Task brief
Across the entries that follow, how many lines have the word "ValidationError" in them? Give only the number.

Input for this task
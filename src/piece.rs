use std::{
    fmt::{self, Display, Formatter},
    num::NonZero,
    str::FromStr,
};

use thiserror::Error;

use crate::{color::Color, error::ValidationError};

#[derive(Debug, Clone, Copy, PartialEq, Eq, Hash)]
#[repr(u8)]
pub enum PieceKind {
    // other types relies on `PieceKind` being non-zero
    Pawn = 1,
    Knight,
    Bishop,
    Rook,
    Queen,
    King,
}
impl PieceKind {
    pub const ALL: [Self; 6] = [
        PieceKind::Pawn,
        PieceKind::Knight,
        PieceKind::Bishop,
        PieceKind::Rook,
        PieceKind::Queen,
        PieceKind::King,
    ];
    pub const STARTING_CONFIGURATION: [Self; 8] = [
        PieceKind::Rook,
        PieceKind::Knight,
        PieceKind::Bishop,
        PieceKind::Queen,
        PieceKind::King,
        PieceKind::Bishop,
        PieceKind::Knight,
        PieceKind::Rook,
    ];
    /// Position of the kind inside [`PieceKind::ALL`].
    pub fn index(self) -> usize {
        self as usize - 1
    }
    pub fn uppercase(self) -> char {
        self.lowercase().to_ascii_uppercase()
    }
    pub fn lowercase(self) -> char {
        match self {
            PieceKind::Pawn => 'p',
            PieceKind::Knight => 'n',
            PieceKind::Bishop => 'b',
            PieceKind::Rook => 'r',
            PieceKind::Queen => 'q',
            PieceKind::King => 'k',
        }
    }
    pub fn from_fen(c: char) -> Result<Self, InvalidFenPiece> {
        let piece = match c {
            'p' | 'P' => PieceKind::Pawn,
            'n' | 'N' => PieceKind::Knight,
            'b' | 'B' => PieceKind::Bishop,
            'r' | 'R' => PieceKind::Rook,
            'q' | 'Q' => PieceKind::Queen,
            'k' | 'K' => PieceKind::King,
            c => return Err(InvalidFenPiece(c)),
        };
        Ok(piece)
    }
}
impl Display for PieceKind {
    fn fmt(&self, f: &mut Formatter<'_>) -> fmt::Result {
        match self {
            PieceKind::Pawn => write!(f, "pawn")?,
            PieceKind::Knight => write!(f, "knight")?,
            PieceKind::Bishop => write!(f, "bishop")?,
            PieceKind::Rook => write!(f, "rook")?,
            PieceKind::Queen => write!(f, "queen")?,
            PieceKind::King => write!(f, "king")?,
        }
        Ok(())
    }
}
/// Accepts the lowercase piece names and single FEN letters of either case.
impl FromStr for PieceKind {
    type Err = ValidationError;

    fn from_str(s: &str) -> Result<Self, Self::Err> {
        let piece = match s {
            "pawn" => PieceKind::Pawn,
            "knight" => PieceKind::Knight,
            "bishop" => PieceKind::Bishop,
            "rook" => PieceKind::Rook,
            "queen" => PieceKind::Queen,
            "king" => PieceKind::King,
            s => {
                let mut chars = s.chars();
                match (chars.next(), chars.next()) {
                    (Some(c), None) => PieceKind::from_fen(c)
                        .map_err(|_| ValidationError::UnknownPieceType(s.to_owned()))?,
                    _ => return Err(ValidationError::UnknownPieceType(s.to_owned())),
                }
            }
        };
        Ok(piece)
    }
}

// Bit structure: 0000CPPP
// C - Color
// P - Piece kind
#[derive(Debug, Clone, Copy, PartialEq, Eq, Hash)]
pub struct ColoredPieceKind(NonZero<u8>);
impl ColoredPieceKind {
    pub fn new(color: Color, piece: PieceKind) -> Self {
        let color: u8 = color.into();
        let kind = NonZero::new(piece as u8).unwrap_or(NonZero::<u8>::MIN);
        ColoredPieceKind(kind | (color << 3))
    }
    pub fn color(self) -> Color {
        if (self.0.get() >> 3) & 0b_1 == 1 {
            Color::White
        } else {
            Color::Black
        }
    }
    pub fn piece(self) -> PieceKind {
        match self.0.get() & 0b_111 {
            1 => PieceKind::Pawn,
            2 => PieceKind::Knight,
            3 => PieceKind::Bishop,
            4 => PieceKind::Rook,
            5 => PieceKind::Queen,
            _ => PieceKind::King,
        }
    }
    /// Row increment of a forward step, only meaningful for pawns.
    pub fn direction(self) -> i8 {
        self.color().pawn_direction()
    }
    pub fn fen(self) -> char {
        match self.color() {
            Color::White => self.piece().uppercase(),
            Color::Black => self.piece().lowercase(),
        }
    }
    pub fn from_fen(c: char) -> Result<Self, InvalidFenPiece> {
        let piece = PieceKind::from_fen(c)?;
        let color = if c.is_ascii_uppercase() {
            Color::White
        } else {
            Color::Black
        };
        Ok(ColoredPieceKind::new(color, piece))
    }
    pub fn figurine(self) -> char {
        match (self.color(), self.piece()) {
            (Color::White, PieceKind::Pawn) => '♙',
            (Color::White, PieceKind::Knight) => '♘',
            (Color::White, PieceKind::Bishop) => '♗',
            (Color::White, PieceKind::Rook) => '♖',
            (Color::White, PieceKind::Queen) => '♕',
            (Color::White, PieceKind::King) => '♔',
            (Color::Black, PieceKind::Pawn) => '♟',
            (Color::Black, PieceKind::Knight) => '♞',
            (Color::Black, PieceKind::Bishop) => '♝',
            (Color::Black, PieceKind::Rook) => '♜',
            (Color::Black, PieceKind::Queen) => '♛',
            (Color::Black, PieceKind::King) => '♚',
        }
    }
}
impl Display for ColoredPieceKind {
    fn fmt(&self, f: &mut Formatter<'_>) -> fmt::Result {
        write!(f, "{} {}", self.color(), self.piece())?;
        Ok(())
    }
}
#[derive(Debug, Clone, Copy, PartialEq, Eq, Hash, Error)]
#[error(
    "found `{0}`, expected one of `p`, `n`, `b`, `r`, `k`, `q`, or uppercase forms of these letters"
)]
pub struct InvalidFenPiece(pub char);
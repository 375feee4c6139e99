use std::fmt::{self, Display, Formatter};

use crate::{board::BoardView, color::Color, coord::Coord, piece::ColoredPieceKind};

const WHITE: &str = "\x1b[30;107m";
const BLACK: &str = "\x1b[30;47m";
const HIGHLIGHTED: &str = "\x1b[30;103m";
const RESET: &str = "\x1b[0m";

/// Renders a board with ANSI colors. `info` lines are printed to the right of
/// the board, one per row.
pub struct BoardDisplay<'a, 'b, T> {
    pub board: T,
    pub view: Color,
    pub highlighted: &'a [Coord],
    pub info: &'b str,
}
impl<T> BoardDisplay<'_, '_, T> {
    pub fn new(board: T) -> Self {
        BoardDisplay {
            board,
            view: Color::White,
            highlighted: &[],
            info: "",
        }
    }
}
impl<T> Display for BoardDisplay<'_, '_, T>
where
    T: BoardView,
{
    fn fmt(&self, f: &mut Formatter<'_>) -> fmt::Result {
        let mut lines = self.info.lines().fuse();
        for y in 0..8 {
            let y = match self.view {
                Color::White => y,
                Color::Black => 7 - y,
            };
            for x in 0..8 {
                let x = match self.view {
                    Color::White => x,
                    Color::Black => 7 - x,
                };
                let position = Coord::new(x, y);
                let color = if self.highlighted.contains(&position) {
                    HIGHLIGHTED
                } else {
                    match position.color() {
                        Color::White => WHITE,
                        Color::Black => BLACK,
                    }
                };
                let figurine = self
                    .board
                    .occupant_at(position)
                    .map_or(' ', ColoredPieceKind::figurine);
                write!(f, "{color}{figurine} {RESET}")?;
            }
            write!(f, "{}", 8 - y)?;
            if let Some(line) = lines.next() {
                write!(f, " {line}")?;
            }
            writeln!(f)?;
        }
        match self.view {
            Color::White => write!(f, "a b c d e f g h")?,
            Color::Black => write!(f, "h g f e d c b a")?,
        }
        if let Some(line) = lines.next() {
            write!(f, "   {line}")?;
        }
        writeln!(f)?;
        for line in lines {
            writeln!(f, "                  {line}")?;
        }
        Ok(())
    }
}
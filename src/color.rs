use std::{
    fmt::{self, Display, Formatter},
    ops::Not,
    str::FromStr,
};

use clap::ValueEnum;
use thiserror::Error;

#[derive(Debug, Clone, Copy, PartialEq, Eq, Hash, Error)]
#[error("provided string was not `w`, `b`, `W`, `B`, `white`, or `black`")]
pub struct ParseColorError;

#[derive(Debug, Clone, Copy, PartialEq, Eq, Hash, ValueEnum)]
#[repr(u8)]
pub enum Color {
    White = 1,
    Black = 0,
}
impl Color {
    pub fn lowercase(self) -> char {
        match self {
            Color::White => 'w',
            Color::Black => 'b',
        }
    }
    /// Row increment of a forward pawn step. Row 0 is the eighth rank, so
    /// white pawns walk towards smaller rows.
    pub fn pawn_direction(self) -> i8 {
        match self {
            Color::White => -1,
            Color::Black => 1,
        }
    }
    pub fn home_rank(self) -> u8 {
        match self {
            Color::White => 7,
            Color::Black => 0,
        }
    }
    /// Row where pawns start and may double push from.
    pub fn pawn_home_rank(self) -> u8 {
        match self {
            Color::White => 6,
            Color::Black => 1,
        }
    }
    /// Row a pawn must stand on to capture en passant.
    pub fn en_passant_rank(self) -> u8 {
        match self {
            Color::White => 3,
            Color::Black => 4,
        }
    }
}
impl Display for Color {
    fn fmt(&self, f: &mut Formatter<'_>) -> fmt::Result {
        match self {
            Color::White => write!(f, "white")?,
            Color::Black => write!(f, "black")?,
        }
        Ok(())
    }
}
impl FromStr for Color {
    type Err = ParseColorError;

    fn from_str(s: &str) -> Result<Self, Self::Err> {
        let color = match s {
            "w" | "W" | "white" => Color::White,
            "b" | "B" | "black" => Color::Black,
            _ => return Err(ParseColorError),
        };
        Ok(color)
    }
}
impl From<Color> for u8 {
    fn from(value: Color) -> Self {
        value as u8
    }
}
impl Not for Color {
    type Output = Self;

    fn not(self) -> Self::Output {
        match self {
            Color::White => Color::Black,
            Color::Black => Color::White,
        }
    }
}
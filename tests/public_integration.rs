use wiremock::matchers::{method, path};
use wiremock::{Mock, MockServer, ResponseTemplate};

use coinse_api_client::error::CoinseError;
use coinse_api_client::rest::CoinseRestClient;

fn build_public_client(server: &MockServer) -> CoinseRestClient {
    CoinseRestClient::builder().base_url(server.uri()).build()
}

#[tokio::test]
async fn test_markets_list() {
    let server = MockServer::start().await;
    let response = serde_json::json!({
        "status": "true",
        "markets": [
            { "pair": "ltc_btc", "status": "healthy" },
            { "pair": "btc_usd", "status": "healthy" }
        ]
    });

    Mock::given(method("GET"))
        .and(path("/markets/list"))
        .respond_with(ResponseTemplate::new(200).set_body_json(&response))
        .mount(&server)
        .await;

    let client = build_public_client(&server);
    let markets = client.markets().await.unwrap();

    assert_eq!(markets, response);
}

#[tokio::test]
async fn test_coins_list() {
    let server = MockServer::start().await;
    let response = serde_json::json!({
        "coins": [
            { "coin": "LTC", "name": "Litecoin" }
        ]
    });

    Mock::given(method("GET"))
        .and(path("/coins/list"))
        .respond_with(ResponseTemplate::new(200).set_body_json(&response))
        .mount(&server)
        .await;

    let client = build_public_client(&server);
    let coins = client.coins().await.unwrap();

    assert_eq!(coins["coins"][0]["coin"], "LTC");
}

#[tokio::test]
async fn test_market_data() {
    let server = MockServer::start().await;
    let response = serde_json::json!({
        "markets": {
            "ltc_btc": { "marketdepth": { "asks": [], "bids": [] } }
        }
    });

    Mock::given(method("GET"))
        .and(path("/markets/data"))
        .respond_with(ResponseTemplate::new(200).set_body_json(&response))
        .mount(&server)
        .await;

    let client = build_public_client(&server);
    let data = client.market_data().await.unwrap();

    assert_eq!(data, response);
}

#[tokio::test]
async fn test_trades_for_pair() {
    let server = MockServer::start().await;
    let response = serde_json::json!({
        "trades": [
            { "rate": "0.0021", "quantity": "12.5", "type": "buy" }
        ]
    });

    Mock::given(method("GET"))
        .and(path("/market/ltc_btc/trades"))
        .respond_with(ResponseTemplate::new(200).set_body_json(&response))
        .mount(&server)
        .await;

    let client = build_public_client(&server);
    let trades = client.trades("ltc_btc").await.unwrap();

    assert_eq!(trades["trades"][0]["type"], "buy");
}

#[tokio::test]
async fn test_depth_for_pair() {
    let server = MockServer::start().await;
    let response = serde_json::json!({
        "marketdepth": {
            "asks": [{ "r": "0.0022", "q": "5" }],
            "bids": [{ "r": "0.0021", "q": "3" }]
        }
    });

    Mock::given(method("GET"))
        .and(path("/market/ltc_btc/depth"))
        .respond_with(ResponseTemplate::new(200).set_body_json(&response))
        .mount(&server)
        .await;

    let client = build_public_client(&server);
    let depth = client.depth("ltc_btc").await.unwrap();

    assert_eq!(depth, response);
}

#[tokio::test]
async fn test_public_error_field_fails_the_call() {
    let server = MockServer::start().await;

    Mock::given(method("GET"))
        .and(path("/market/nope_btc/depth"))
        .respond_with(ResponseTemplate::new(200).set_body_json(serde_json::json!({
            "error": "no such market"
        })))
        .mount(&server)
        .await;

    let client = build_public_client(&server);
    let err = client.depth("nope_btc").await.unwrap_err();
    match err {
        CoinseError::Api(message) => assert_eq!(message, "no such market"),
        other => panic!("unexpected error: {other:?}"),
    }
}

#[tokio::test]
async fn test_public_get_sends_no_auth_headers() {
    let server = MockServer::start().await;

    Mock::given(method("GET"))
        .and(path("/markets/list"))
        .respond_with(ResponseTemplate::new(200).set_body_json(serde_json::json!({
            "markets": []
        })))
        .mount(&server)
        .await;

    let client = build_public_client(&server);
    client.markets().await.unwrap();

    let requests = server.received_requests().await.unwrap();
    assert_eq!(requests.len(), 1);
    assert!(requests[0].headers.get("sign").is_none());
    assert!(requests[0].headers.get("key").is_none());
    assert!(requests[0].body.is_empty());
}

Answer space
4